將下午顧北城的來電以及通話內容轉述給了她。
聽完這番話,喻唯一抿了抿唇,若有所思:“結合代尊找我的時候談的話,以及他多次設計讓我去死,我覺得顧北城說的是真話。”
“他知道溫年華是個瘋子,為了達成研究的目的可以不擇手段。所以借刀殺人,試圖挑起溫年華的情緒,讓他來解決我。”
“我有個辦法——”
喻唯一彎下腰,伏到盛世耳畔。
說完計劃,她貼到他臉邊,親昵地親了親他的眉眼,“你覺得怎麼樣?”
盛世偏頭注視她的美眸,回應地在她粉嫩的唇上吻了一下,“我怎麼能娶到這麼聰明的老婆?運氣太好也是一種煩惱。”
“你很欠打知道嗎?”
“不知道。”盛世又親了她一口。
親密間,男人抱著她從沙發上起身,順便將手裡半濕的毛巾扔進衣簍裡,“去臥室,老公給你吹頭發。”
喻唯一雙手摟著他的脖子。
修長纖細的腿垂在他身體兩側,隨著他走路的動作,時不時晃一晃。
“顧北城為什麼要把這個消息告訴你?他不像這麼好心。”
“讓你恢複的解藥是他送來的。”
“恩?”喻唯一怔了幾秒鐘,她注視著盛世的眼睛,從男人黑眸中讀到了肯定。她還是不理解,“不做養尊處優的公子哥後,心臟也從黑變紅了嗎?”
“那人喜歡你。”
“……”喻唯一美眸微睜,她睨了盛世一眼,“夜裡不要說鬼故事。”
跟一個曾受過四年霸淩的受害者說,當年霸淩你的那個人喜歡你,誰信?
鬼信。
得虧喻唯一當年一心報仇,在孫家遭受了十年磨難。不然,換做其他人,早就被顧北城孫夜雪折磨出心理疾病了。
“……”
盛世摸了一下她的腦袋,寵溺道:“不管怎麼樣對方善意地提醒了我們,作為受益方,老婆你說我們贈點什麼聊表謝意?”
喻唯一仔細想了想。
“顧北城在醫藥方麵是有天份的,顧氏藥業沒倒閉之前,他立誌於研究中藥古方造福華國人。阿世,我覺得可以送他一個機會。”
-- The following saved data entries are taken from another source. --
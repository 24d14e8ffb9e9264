//! `PendingMigration` / `PendingHalt` registries (spec §3, §4.6): track
//! in-flight asynchronous requests, their recheck/timeout callbacks, and
//! completion callbacks.

use std::collections::{BTreeMap, BTreeSet};

use crate::collab::HaltStyle;
use crate::event::CallbackHandle;
use crate::ids::{AppId, CoreId, CtxId};
use crate::time::Cycle;

/// A migration's completion callback, invoked exactly once when the app
/// reaches `Running` on its target.
pub type MigrateDoneCallback = Box<dyn FnOnce()>;

pub struct PendingMigration {
    pub app_id: AppId,
    pub targ_core_id: CoreId,
    pub reserved_ctx_id: Option<CtxId>,
    pub done_cb: Option<MigrateDoneCallback>,
    /// Owning handle on the event queue's recheck callback, if one is
    /// outstanding. `None` once the migration has begun or been cancelled.
    pub recheck_handle: Option<CallbackHandle>,
    pub timeout_handle: Option<CallbackHandle>,
    pub earliest: Cycle,
    pub cancel_on_move: bool,
    pub expire_cyc: Option<Cycle>,
    pub halt_style: HaltStyle,
    pub origin_ctx: Option<CtxId>,
    /// True once the halt/swap-out has actually started. Cancelling after
    /// this point is undefined by design (spec §5) — callers must not.
    pub in_progress: bool,
}

#[derive(Default)]
pub struct PendingMigrationRegistry {
    entries: BTreeMap<AppId, PendingMigration>,
}

impl PendingMigrationRegistry {
    pub fn new() -> Self {
        Self::default()
    }

    pub fn is_pending(&self, app: AppId) -> bool {
        self.entries.contains_key(&app)
    }

    pub fn get(&self, app: AppId) -> Option<&PendingMigration> {
        self.entries.get(&app)
    }

    pub fn get_mut(&mut self, app: AppId) -> Option<&mut PendingMigration> {
        self.entries.get_mut(&app)
    }

    /// Inserts a new pending migration. Fail-fast on duplicate (spec §4.6:
    /// "insertion is fail-fast on duplicates"; callers are expected to wrap
    /// with a prior cancel, per spec §4.5 item 6).
    pub fn insert(&mut self, entry: PendingMigration) {
        let app = entry.app_id;
        if self.entries.insert(app, entry).is_some() {
            crate::fatal!("duplicate pending migration inserted for app {app}");
        }
    }

    /// Removes the entry for `app`, cancelling any still-queued recheck
    /// callback via `cancel`. Returns the removed entry so the caller can
    /// clear reservations/invoke or drop the completion callback as
    /// appropriate.
    pub fn remove<F: FnMut(CallbackHandle)>(&mut self, app: AppId, mut cancel: F) -> Option<PendingMigration> {
        let entry = self.entries.remove(&app)?;
        if let Some(h) = entry.recheck_handle {
            cancel(h);
        }
        if let Some(h) = entry.timeout_handle {
            cancel(h);
        }
        Some(entry)
    }
}

#[derive(Default)]
pub struct PendingHaltRegistry {
    pending: BTreeSet<AppId>,
}

impl PendingHaltRegistry {
    pub fn new() -> Self {
        Self::default()
    }

    pub fn is_pending(&self, app: AppId) -> bool {
        self.pending.contains(&app)
    }

    /// Returns `true` if this is a new halt request (the caller should call
    /// `halt_app_soon`); `false` if one was already pending.
    pub fn begin(&mut self, app: AppId) -> bool {
        self.pending.insert(app)
    }

    pub fn complete(&mut self, app: AppId) {
        self.pending.remove(&app);
    }
}

#[cfg(test)]
mod tests {
    use super::*;

    fn sample(app: AppId) -> PendingMigration {
        PendingMigration {
            app_id: app,
            targ_core_id: CoreId::new(0),
            reserved_ctx_id: None,
            done_cb: None,
            recheck_handle: None,
            timeout_handle: None,
            earliest: Cycle(0),
            cancel_on_move: false,
            expire_cyc: None,
            halt_style: HaltStyle::Migrate,
            origin_ctx: None,
            in_progress: false,
        }
    }

    #[test]
    #[should_panic(expected = "duplicate pending migration")]
    fn insert_duplicate_panics() {
        let mut reg = PendingMigrationRegistry::new();
        reg.insert(sample(AppId::new(0)));
        reg.insert(sample(AppId::new(0)));
    }

    #[test]
    fn remove_returns_entry_and_calls_cancel_hook() {
        let mut reg = PendingMigrationRegistry::new();
        reg.insert(sample(AppId::new(0)));
        let mut cancelled = false;
        let removed = reg.remove(AppId::new(0), |_h| cancelled = true);
        assert!(removed.is_some());
        // No recheck handle was set on `sample`, so the cancel hook never
        // fires; that's exercised at the coordinator level where a real
        // `CallbackHandle` exists.
        assert!(!cancelled);
        assert!(!reg.is_pending(AppId::new(0)));
    }

    #[test]
    fn pending_halt_begin_is_once_per_app() {
        let mut reg = PendingHaltRegistry::new();
        assert!(reg.begin(AppId::new(0)));
        assert!(!reg.begin(AppId::new(0)));
        reg.complete(AppId::new(0));
        assert!(reg.begin(AppId::new(0)));
    }
}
“我記得上個月你參加政商經濟論壇會,會上有一位年邁的老者,是專門從事醫藥行業,目前打算收一位關門弟子。”
“你發個郵箱,把顧北城推薦給他?”
盛世也是這麼想的。
不過,他還是想逗她,故作沉臉:“他的誌向你了解得這麼清楚?嗯?”
喻唯一:“?”
她耐心解釋:“當年他和孫夜雪四年情侶,每次都欺負我,我在他們倆眼皮子底下的次數很多,不想聽也聽到了這些說辭,我去了解他乾什麼,我又不是受虐狂。”
盛世梅開二度:“不信。”
喻唯一驀地沉氣,腮幫子都要被他氣鼓了。
她伸手捏住他的臉,用了點力懲罰性地揉捏了幾番,“不信?我打你一頓你就信了,棍棒底下出優質老公——”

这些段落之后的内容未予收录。